Among clinical and physical health variables, our results suggest that substance abuse and chronic somatic illnesses may play a role in the increased prevalence of SZ-MDD. These associations have been described for individuals without SZ,[72,73] yet addictions and physical health remain insufficiently documented in SZ studies. For example, none of the studies reported the rate of tobacco smoking, but tobacco has been associated with an increased risk of MDD in the general population.[74] More than half of SZ patients are smokers or heavy smokers.[75] We also found no data regarding alcohol use disorder, metabolic syndrome, chronic pain, sexual dysfunctions, peripheral inflammation, or hypovitaminosis D, despite recent findings suggesting that these factors were associated with MDD.[12,76–79] We found no associations of SZ-MDD prevalence with global psychotic symptomatology, negative symptomatology, or stabilization status. This suggests that MDD should be considered a comorbidity rather than a dimension of SZ that could be connected to other dimensions as currently presented in the PANSS 5-factor structure.[80] We found that studies including patients with a higher number of lifetime hospitalizations reported a higher prevalence of SZ-MDD. Hospitalizations may be a severity marker and induce social withdrawal and autonomy loss, thereby leading to MDD; however, these results were not adjusted for age, which may be a key confounding factor. Hospitalizations may also play a role in MDD onset via psychotrauma, especially for hospitalization under restraint.[81]

Strengths

The number of participants (>6000 patients) and the large number of studies carried out in miscellaneous countries are strengths of the present article. No publication bias was detected, which strengthens the confidence in the findings. We have identified several sources of heterogeneity.

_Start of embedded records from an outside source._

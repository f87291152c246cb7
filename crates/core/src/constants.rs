//! Constants used throughout the NLQ core crate.
//!
//! This module contains the builtin lookup tables to ensure consistency
//! across the codebase and make maintenance easier.

/// Builtin condition synonym inventory, as `(surface form, canonical name)`
/// pairs.
///
/// Every canonical name also appears as its own surface form. Surface forms
/// are matched at word boundaries only, so short abbreviations like `dm`
/// cannot fire inside longer words.
pub const BUILTIN_SYNONYMS: &[(&str, &str)] = &[
    // diabetes
    ("diabetes", "diabetes"),
    ("diabetic", "diabetes"),
    ("diabetics", "diabetes"),
    ("type 1 diabetes", "diabetes"),
    ("type 2 diabetes", "diabetes"),
    ("dm", "diabetes"),
    ("t1dm", "diabetes"),
    ("t2dm", "diabetes"),
    // cancer
    ("cancer", "cancer"),
    ("cancerous", "cancer"),
    ("tumor", "cancer"),
    ("tumour", "cancer"),
    ("malignancy", "cancer"),
    ("oncology", "cancer"),
    ("carcinoma", "cancer"),
    ("lymphoma", "cancer"),
    ("leukemia", "cancer"),
    // asthma
    ("asthma", "asthma"),
    ("asthmatic", "asthma"),
    ("respiratory", "asthma"),
    ("breathing problems", "asthma"),
    ("wheeze", "asthma"),
    ("wheezing", "asthma"),
    // heart disease
    ("heart disease", "heart disease"),
    ("cardiac", "heart disease"),
    ("cardiovascular", "heart disease"),
    ("cardiovascular disease", "heart disease"),
    ("heart condition", "heart disease"),
    ("coronary", "heart disease"),
    ("myocardial", "heart disease"),
    ("cardiology", "heart disease"),
    ("heart attack", "heart disease"),
    ("stroke", "heart disease"),
    // hypertension
    ("hypertension", "hypertension"),
    ("high blood pressure", "hypertension"),
    ("elevated bp", "hypertension"),
    ("hbp", "hypertension"),
    // depression
    ("depression", "depression"),
    ("depressed", "depression"),
    ("mental health", "depression"),
    ("psychiatric", "depression"),
    ("mood disorder", "depression"),
    // covid
    ("covid", "covid"),
    ("coronavirus", "covid"),
    ("covid-19", "covid"),
    ("sars-cov-2", "covid"),
    ("pandemic", "covid"),
];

Limitations and Perspectives

Few studies have explored SZ-MDD, and they fail to answer very basic questions of real-life importance for SZ patients living with MDD. For example, why are there no sex differences in SZ-MDD, suggesting that male patients with SZ are at greater risk of MDD compared to women? Tobacco smoking is present in more than half of SZ patients, but is it a risk factor for SZ-MDD, and does smoking cessation improve MDD? How much do physical activity, diet, hypovitaminosis D, peripheral inflammation, folate deficiency, and metabolic syndrome participate in SZ-MDD onset and maintenance? We still do not know if the first MDD episode should be treated like the others in SZ, and the question is much more difficult given that the first MDD episode may occur far before SZ onset. Cognition, functioning, and quality of life are presumably impaired in SZ patients with MDD, yet the studies exploring these associations do not provide enough data to draw conclusions. Lifestyle factors (sleep, diet/nutrients/probiotics, and physical activity) may also have a strong impact on SZ-MDD and have not been reported in the included studies; these factors do have a strong impact on MDD in individuals without SZ.[82,84,85] Another external validity issue is that all studies recruited patients in the hospital or hospital-related ambulatory settings, which may induce a recruitment bias and limit the external validity of these findings to the whole population of patients with SZ. Our results also highlight the lack of data on MDD history (age at first MDD episode, lifetime number of MDD episodes, and the mean number of previous antidepressant treatments). Future studies should examine these factors. More studies should also be carried out in homeless SZ patients as homelessness is a probable risk factor for SZ-MDD.[86] The study with the highest prevalence (69%) used the PHQ, which has not been validated in SZ. Our results indicate that this study was an outlier, which suggests that the PHQ probably overestimates SZ-MDD prevalence and should not be used in future studies. Some studies may have presented depressive symptoms in a quantitative manner (without cutoff) and could be further analyzed, especially for studies presenting the PANSS depressive subscore (that has no cutoff).